§ **Required work**
Please repeat exactly the lines below from the one containing "copy_new(&mut file, out)?;" down to the one containing "use super::*;", both included, and nothing else.

....

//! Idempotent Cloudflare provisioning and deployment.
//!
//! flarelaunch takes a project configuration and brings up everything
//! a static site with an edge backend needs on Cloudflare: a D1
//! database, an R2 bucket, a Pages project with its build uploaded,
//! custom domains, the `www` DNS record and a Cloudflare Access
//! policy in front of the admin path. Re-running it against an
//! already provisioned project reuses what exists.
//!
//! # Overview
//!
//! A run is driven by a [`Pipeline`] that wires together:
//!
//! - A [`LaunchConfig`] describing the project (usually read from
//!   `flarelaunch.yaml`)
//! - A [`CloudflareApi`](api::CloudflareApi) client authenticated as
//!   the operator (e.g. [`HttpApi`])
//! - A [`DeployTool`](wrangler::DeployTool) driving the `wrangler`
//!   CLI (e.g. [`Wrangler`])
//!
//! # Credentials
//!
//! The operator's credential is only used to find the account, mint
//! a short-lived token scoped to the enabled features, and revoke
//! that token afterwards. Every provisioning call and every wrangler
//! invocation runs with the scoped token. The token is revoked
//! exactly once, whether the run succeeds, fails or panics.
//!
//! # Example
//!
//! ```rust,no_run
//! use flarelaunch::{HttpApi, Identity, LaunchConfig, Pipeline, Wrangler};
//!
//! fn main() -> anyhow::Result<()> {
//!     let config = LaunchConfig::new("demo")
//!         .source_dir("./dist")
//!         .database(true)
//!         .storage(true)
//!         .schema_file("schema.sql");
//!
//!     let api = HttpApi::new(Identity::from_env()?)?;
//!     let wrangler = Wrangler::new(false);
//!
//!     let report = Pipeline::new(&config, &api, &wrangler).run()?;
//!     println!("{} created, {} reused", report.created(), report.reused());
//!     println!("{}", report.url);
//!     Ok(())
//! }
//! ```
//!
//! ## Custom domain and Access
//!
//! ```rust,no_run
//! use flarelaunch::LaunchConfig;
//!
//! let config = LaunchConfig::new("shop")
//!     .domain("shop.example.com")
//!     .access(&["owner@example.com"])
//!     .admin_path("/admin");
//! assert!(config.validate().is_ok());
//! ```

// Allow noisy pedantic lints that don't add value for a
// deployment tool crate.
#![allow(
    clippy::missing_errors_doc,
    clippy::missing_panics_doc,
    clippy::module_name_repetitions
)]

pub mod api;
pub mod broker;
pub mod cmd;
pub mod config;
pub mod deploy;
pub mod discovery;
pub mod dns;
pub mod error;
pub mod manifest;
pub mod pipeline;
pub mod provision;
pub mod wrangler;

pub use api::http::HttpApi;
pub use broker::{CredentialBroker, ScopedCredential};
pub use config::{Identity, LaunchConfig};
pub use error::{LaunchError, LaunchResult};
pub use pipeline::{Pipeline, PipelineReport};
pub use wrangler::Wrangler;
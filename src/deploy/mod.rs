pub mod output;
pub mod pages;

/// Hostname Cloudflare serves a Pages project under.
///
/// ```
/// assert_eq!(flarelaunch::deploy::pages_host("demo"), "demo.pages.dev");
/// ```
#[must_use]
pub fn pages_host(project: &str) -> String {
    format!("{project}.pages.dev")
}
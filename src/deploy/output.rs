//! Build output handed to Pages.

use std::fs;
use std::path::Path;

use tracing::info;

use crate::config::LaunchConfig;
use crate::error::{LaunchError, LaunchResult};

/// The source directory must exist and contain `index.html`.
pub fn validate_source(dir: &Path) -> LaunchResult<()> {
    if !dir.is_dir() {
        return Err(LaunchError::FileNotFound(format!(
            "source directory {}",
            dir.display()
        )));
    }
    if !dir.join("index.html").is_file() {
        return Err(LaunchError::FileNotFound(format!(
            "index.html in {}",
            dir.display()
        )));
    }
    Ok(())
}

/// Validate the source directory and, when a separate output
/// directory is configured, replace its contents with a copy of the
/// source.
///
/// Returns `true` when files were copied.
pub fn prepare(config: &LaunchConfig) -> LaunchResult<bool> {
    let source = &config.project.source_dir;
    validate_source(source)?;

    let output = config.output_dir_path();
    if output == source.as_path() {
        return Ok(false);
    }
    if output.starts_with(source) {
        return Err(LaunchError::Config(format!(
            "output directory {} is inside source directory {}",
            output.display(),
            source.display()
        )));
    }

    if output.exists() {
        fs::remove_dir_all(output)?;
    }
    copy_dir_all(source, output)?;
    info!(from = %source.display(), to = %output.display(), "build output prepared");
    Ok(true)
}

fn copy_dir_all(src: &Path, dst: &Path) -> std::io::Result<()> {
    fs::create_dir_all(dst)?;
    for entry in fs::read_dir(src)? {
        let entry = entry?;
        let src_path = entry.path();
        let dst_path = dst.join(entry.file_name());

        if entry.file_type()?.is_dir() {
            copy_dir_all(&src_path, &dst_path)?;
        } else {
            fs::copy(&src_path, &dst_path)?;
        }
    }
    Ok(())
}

....

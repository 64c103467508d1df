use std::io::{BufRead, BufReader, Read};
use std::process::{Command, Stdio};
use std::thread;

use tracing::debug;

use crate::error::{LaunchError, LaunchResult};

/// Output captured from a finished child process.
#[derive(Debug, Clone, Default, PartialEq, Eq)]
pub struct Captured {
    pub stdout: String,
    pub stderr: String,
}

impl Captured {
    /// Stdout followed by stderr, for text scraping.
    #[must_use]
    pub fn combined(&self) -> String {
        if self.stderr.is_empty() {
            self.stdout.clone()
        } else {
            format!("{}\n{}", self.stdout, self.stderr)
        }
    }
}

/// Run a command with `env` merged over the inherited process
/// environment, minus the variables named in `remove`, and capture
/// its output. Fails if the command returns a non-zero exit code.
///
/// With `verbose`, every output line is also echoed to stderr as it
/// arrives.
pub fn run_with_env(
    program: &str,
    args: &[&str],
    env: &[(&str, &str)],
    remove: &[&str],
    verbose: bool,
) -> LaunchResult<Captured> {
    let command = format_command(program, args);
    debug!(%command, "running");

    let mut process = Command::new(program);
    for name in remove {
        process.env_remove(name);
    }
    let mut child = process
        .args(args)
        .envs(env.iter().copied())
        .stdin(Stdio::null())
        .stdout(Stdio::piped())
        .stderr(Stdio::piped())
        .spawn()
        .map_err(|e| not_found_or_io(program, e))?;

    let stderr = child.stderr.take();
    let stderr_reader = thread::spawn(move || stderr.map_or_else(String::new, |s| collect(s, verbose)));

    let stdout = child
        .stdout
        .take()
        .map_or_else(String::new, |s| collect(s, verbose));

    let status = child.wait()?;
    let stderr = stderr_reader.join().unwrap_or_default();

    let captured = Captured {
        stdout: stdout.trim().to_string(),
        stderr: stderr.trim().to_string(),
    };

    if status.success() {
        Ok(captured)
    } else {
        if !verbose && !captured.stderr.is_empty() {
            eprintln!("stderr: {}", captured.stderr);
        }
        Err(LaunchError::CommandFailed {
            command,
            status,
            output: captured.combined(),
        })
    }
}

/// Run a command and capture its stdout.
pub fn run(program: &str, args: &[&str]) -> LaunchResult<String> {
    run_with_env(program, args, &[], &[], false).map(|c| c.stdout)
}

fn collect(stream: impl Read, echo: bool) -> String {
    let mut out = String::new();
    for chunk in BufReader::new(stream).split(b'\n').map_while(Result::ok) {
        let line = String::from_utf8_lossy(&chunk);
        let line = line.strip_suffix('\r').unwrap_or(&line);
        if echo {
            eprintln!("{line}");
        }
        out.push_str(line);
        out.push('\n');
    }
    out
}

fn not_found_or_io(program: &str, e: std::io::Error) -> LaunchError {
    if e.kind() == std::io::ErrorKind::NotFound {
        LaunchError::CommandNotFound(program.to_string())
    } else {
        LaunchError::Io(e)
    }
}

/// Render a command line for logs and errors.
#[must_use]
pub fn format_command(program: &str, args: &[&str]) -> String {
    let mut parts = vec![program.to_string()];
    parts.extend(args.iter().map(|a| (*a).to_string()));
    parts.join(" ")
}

....

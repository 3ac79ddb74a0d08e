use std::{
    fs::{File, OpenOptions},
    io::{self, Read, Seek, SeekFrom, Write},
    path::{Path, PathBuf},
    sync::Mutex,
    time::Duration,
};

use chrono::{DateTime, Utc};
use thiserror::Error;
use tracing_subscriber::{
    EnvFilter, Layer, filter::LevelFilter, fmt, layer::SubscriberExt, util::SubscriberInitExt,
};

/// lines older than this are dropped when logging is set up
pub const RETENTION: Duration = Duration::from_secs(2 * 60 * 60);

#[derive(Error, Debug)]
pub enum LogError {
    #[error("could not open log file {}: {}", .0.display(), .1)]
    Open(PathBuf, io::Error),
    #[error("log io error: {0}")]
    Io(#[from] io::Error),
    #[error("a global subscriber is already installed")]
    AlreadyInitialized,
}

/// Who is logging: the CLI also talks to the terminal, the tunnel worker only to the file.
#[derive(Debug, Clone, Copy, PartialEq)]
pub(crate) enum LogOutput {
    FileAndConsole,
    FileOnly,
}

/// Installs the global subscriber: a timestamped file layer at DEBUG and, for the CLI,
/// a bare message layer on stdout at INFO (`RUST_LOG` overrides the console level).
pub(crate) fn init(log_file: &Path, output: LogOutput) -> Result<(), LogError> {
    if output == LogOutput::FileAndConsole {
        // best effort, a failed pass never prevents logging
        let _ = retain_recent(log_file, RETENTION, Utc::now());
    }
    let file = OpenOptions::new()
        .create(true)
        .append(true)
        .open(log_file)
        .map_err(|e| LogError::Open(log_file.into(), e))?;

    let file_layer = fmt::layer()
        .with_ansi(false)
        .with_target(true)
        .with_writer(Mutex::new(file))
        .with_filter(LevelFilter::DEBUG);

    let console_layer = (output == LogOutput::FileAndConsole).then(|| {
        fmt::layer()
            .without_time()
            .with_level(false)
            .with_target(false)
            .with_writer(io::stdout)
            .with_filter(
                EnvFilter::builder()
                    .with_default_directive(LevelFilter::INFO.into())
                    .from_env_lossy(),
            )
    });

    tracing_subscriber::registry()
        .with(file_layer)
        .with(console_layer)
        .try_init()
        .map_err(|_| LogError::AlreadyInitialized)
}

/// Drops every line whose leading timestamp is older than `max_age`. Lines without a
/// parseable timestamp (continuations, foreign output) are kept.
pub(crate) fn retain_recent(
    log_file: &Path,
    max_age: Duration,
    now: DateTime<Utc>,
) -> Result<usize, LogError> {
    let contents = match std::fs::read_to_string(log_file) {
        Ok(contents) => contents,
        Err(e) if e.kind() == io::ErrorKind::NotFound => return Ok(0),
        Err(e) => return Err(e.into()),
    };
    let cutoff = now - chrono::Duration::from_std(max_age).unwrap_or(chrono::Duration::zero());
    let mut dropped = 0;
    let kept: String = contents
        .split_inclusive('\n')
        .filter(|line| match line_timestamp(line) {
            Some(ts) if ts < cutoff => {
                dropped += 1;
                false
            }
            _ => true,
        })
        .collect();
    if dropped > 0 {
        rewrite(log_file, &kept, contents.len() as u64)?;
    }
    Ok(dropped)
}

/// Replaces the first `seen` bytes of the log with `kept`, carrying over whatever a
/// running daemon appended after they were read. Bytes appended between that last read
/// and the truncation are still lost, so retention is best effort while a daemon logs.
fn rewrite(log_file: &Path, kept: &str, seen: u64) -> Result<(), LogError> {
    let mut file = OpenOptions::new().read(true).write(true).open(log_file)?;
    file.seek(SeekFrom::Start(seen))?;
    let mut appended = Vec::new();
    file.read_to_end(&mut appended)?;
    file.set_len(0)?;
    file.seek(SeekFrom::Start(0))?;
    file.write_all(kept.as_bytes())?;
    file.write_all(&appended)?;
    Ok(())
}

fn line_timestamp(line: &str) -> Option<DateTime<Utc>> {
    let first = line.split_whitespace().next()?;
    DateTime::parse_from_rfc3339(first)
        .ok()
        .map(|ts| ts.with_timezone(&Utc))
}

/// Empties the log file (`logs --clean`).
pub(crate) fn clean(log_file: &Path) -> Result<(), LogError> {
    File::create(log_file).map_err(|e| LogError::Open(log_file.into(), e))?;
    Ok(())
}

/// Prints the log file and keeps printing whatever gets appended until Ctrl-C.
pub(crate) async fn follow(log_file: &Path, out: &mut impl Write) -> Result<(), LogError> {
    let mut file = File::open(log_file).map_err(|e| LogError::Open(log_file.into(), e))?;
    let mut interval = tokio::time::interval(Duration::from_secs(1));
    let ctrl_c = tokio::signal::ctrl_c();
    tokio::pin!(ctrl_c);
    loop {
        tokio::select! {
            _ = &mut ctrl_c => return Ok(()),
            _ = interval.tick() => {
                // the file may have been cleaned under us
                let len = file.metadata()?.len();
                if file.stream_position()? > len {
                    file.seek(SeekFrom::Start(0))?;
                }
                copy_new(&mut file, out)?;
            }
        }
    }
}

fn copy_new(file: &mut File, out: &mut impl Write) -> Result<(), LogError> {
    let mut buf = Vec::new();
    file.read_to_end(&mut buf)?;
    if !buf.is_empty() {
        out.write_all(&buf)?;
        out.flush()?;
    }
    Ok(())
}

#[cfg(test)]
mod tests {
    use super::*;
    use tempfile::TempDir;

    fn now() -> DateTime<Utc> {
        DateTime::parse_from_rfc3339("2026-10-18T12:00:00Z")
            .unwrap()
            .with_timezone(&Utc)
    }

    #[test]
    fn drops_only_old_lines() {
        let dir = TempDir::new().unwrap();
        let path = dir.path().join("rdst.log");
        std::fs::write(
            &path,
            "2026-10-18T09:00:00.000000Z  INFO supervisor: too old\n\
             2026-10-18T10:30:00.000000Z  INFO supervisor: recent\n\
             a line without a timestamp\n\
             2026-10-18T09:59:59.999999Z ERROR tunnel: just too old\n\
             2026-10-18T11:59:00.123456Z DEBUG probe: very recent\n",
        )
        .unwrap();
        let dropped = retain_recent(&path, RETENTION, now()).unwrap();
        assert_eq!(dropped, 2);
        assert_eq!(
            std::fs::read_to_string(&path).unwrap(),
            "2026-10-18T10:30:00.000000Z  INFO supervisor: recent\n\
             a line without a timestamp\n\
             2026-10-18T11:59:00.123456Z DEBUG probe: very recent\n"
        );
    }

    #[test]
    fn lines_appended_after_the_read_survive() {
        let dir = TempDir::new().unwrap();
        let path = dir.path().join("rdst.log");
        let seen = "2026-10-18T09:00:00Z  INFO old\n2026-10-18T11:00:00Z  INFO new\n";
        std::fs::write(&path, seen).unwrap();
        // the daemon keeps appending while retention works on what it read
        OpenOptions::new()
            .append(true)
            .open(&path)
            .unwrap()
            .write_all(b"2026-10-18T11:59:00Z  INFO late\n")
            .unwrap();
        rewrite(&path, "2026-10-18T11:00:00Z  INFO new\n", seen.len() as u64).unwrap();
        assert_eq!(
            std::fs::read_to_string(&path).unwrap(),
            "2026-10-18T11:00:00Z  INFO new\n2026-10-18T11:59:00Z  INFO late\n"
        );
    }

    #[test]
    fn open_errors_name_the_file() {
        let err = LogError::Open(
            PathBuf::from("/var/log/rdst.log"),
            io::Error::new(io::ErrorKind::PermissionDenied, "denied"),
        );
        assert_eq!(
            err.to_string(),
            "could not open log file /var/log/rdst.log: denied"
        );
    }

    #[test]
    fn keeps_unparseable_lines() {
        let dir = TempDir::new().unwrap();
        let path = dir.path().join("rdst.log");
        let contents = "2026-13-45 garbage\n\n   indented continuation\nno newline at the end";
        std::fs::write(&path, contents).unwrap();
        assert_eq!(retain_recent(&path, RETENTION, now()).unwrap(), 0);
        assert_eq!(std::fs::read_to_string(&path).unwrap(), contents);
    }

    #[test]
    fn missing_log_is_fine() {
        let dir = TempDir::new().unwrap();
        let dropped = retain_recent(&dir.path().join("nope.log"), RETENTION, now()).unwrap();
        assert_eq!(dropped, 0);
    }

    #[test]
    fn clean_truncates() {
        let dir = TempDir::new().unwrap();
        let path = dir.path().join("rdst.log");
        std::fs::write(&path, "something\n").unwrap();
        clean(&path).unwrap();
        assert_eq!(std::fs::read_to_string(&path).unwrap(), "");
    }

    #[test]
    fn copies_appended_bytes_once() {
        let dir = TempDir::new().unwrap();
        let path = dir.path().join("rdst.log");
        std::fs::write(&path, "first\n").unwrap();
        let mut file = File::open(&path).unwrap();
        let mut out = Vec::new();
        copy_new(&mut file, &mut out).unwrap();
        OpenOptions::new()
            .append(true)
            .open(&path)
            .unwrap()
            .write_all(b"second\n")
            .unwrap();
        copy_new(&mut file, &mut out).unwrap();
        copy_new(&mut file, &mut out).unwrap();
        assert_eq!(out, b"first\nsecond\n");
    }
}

....

§ **Response to the task**
                copy_new(&mut file, out)?;
            }
        }
    }
}

fn copy_new(file: &mut File, out: &mut impl Write) -> Result<(), LogError> {
    let mut buf = Vec::new();
    file.read_to_end(&mut buf)?;
    if !buf.is_empty() {
        out.write_all(&buf)?;
        out.flush()?;
    }
    Ok(())
}

#[cfg(test)]
mod tests {
    use super::*;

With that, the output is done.